I think is close second -

http://contracostawatch.blogspot.com/2013/03/research-cases.html

Between 2004 and 2011 my business was relentlessly targeted by CNET operatives, my work has been repeatedly impacted and it's clear the badge flashers called my employers.  I've been reading RICO case law



NM man jailed in solitary agrees to $15.5M settlement

Dona Ana County Photo. Former inmate gets $15M: Stephen Slevin at the time of his arrest, left, and after nearly two years in jail.  

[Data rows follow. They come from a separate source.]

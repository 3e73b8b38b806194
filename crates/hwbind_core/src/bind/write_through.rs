use std::fmt;

use crate::bind::Result;
use crate::bind::codec::pack_struct;
use crate::bind::types::StructLayout;
use crate::bind::value::{StructValue, Value};

/// Callback fired with the full current value after every mutation.
pub type WriteBack = Box<dyn FnMut(&StructValue) -> Result<()>>;

/// Decoded struct whose mutations are pushed back to the hardware.
///
/// Reads behave like plain mapping access. Each [`set`](Self::set) updates the
/// field locally and then calls the registered write-back exactly once.
pub struct WriteThroughValue {
	layout: &'static StructLayout,
	value: StructValue,
	write_back: Option<WriteBack>,
}

impl WriteThroughValue {
	/// Wrap a decoded value without a write-back.
	pub fn new(layout: &'static StructLayout, value: StructValue) -> Self {
		Self {
			layout,
			value,
			write_back: None,
		}
	}

	/// Register the write-back, replacing any previous one.
	pub fn set_callback(&mut self, write_back: impl FnMut(&StructValue) -> Result<()> + 'static) {
		self.write_back = Some(Box::new(write_back));
	}

	/// Builder-style [`set_callback`](Self::set_callback).
	pub fn with_callback(mut self, write_back: impl FnMut(&StructValue) -> Result<()> + 'static) -> Self {
		self.set_callback(write_back);
		self
	}

	/// Whether a write-back is registered.
	pub fn has_callback(&self) -> bool {
		self.write_back.is_some()
	}

	/// Field value by name.
	pub fn get(&self, field: &str) -> Option<&Value> {
		self.value.get(field)
	}

	/// Current value snapshot.
	pub fn value(&self) -> &StructValue {
		&self.value
	}

	/// Unwrap into the plain value, dropping the write-back.
	pub fn into_value(self) -> StructValue {
		self.value
	}

	/// Set one field and write the whole value back.
	///
	/// The candidate is packed against the field's layout first, so an
	/// undeclared field or an unencodable value is rejected before anything
	/// changes. A failing write-back leaves the local edit in place and
	/// returns its error.
	pub fn set(&mut self, field: &str, value: impl Into<Value>) -> Result<()> {
		let value = value.into();
		pack_struct(self.layout, &StructValue::new(self.layout.name).with(field, value.clone()))?;
		self.value.insert(field, value);
		self.fire()
	}

	/// Apply `pairs` in order, one [`set`](Self::set) each.
	pub fn update<I, K, V>(&mut self, pairs: I) -> Result<()>
	where
		I: IntoIterator<Item = (K, V)>,
		K: AsRef<str>,
		V: Into<Value>,
	{
		for (field, value) in pairs {
			self.set(field.as_ref(), value)?;
		}
		Ok(())
	}

	/// Swap in a whole new value and write it back once.
	pub fn replace(&mut self, value: StructValue) -> Result<()> {
		pack_struct(self.layout, &value)?;
		self.value = value;
		self.fire()
	}

	fn fire(&mut self) -> Result<()> {
		match self.write_back.as_mut() {
			Some(write_back) => write_back(&self.value),
			None => Ok(()),
		}
	}
}

impl fmt::Debug for WriteThroughValue {
	fn fmt(&self, f: &mut fmt::Formatter<'_>) -> fmt::Result {
		f.debug_struct("WriteThroughValue")
			.field("layout", &self.layout.name)
			.field("value", &self.value)
			.field("write_back", &self.write_back.is_some())
			.finish()
	}
}

impl PartialEq<StructValue> for WriteThroughValue {
	fn eq(&self, other: &StructValue) -> bool {
		&self.value == other
	}
}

 Former inmate gets $15M: Stephen Slevin at the time of his arrest, left, and after nearly two years in jail. IMAGE Stephen Slevin, who spent almost two years in solitary confinement in a New Mexico jail without proper medical care or a trial, has agreed to settle with the county that incarcerated him.
Time is finally money for Stephen Slevin. The 59-year-old man, thrown in solitary confinement at a New Mexico jail for 22 months without receiving a hearing or adequate medical care, agreed Wednesday to settle with Dona Ana County for $15.5 million in damages, according to the Santa Fe Reporter.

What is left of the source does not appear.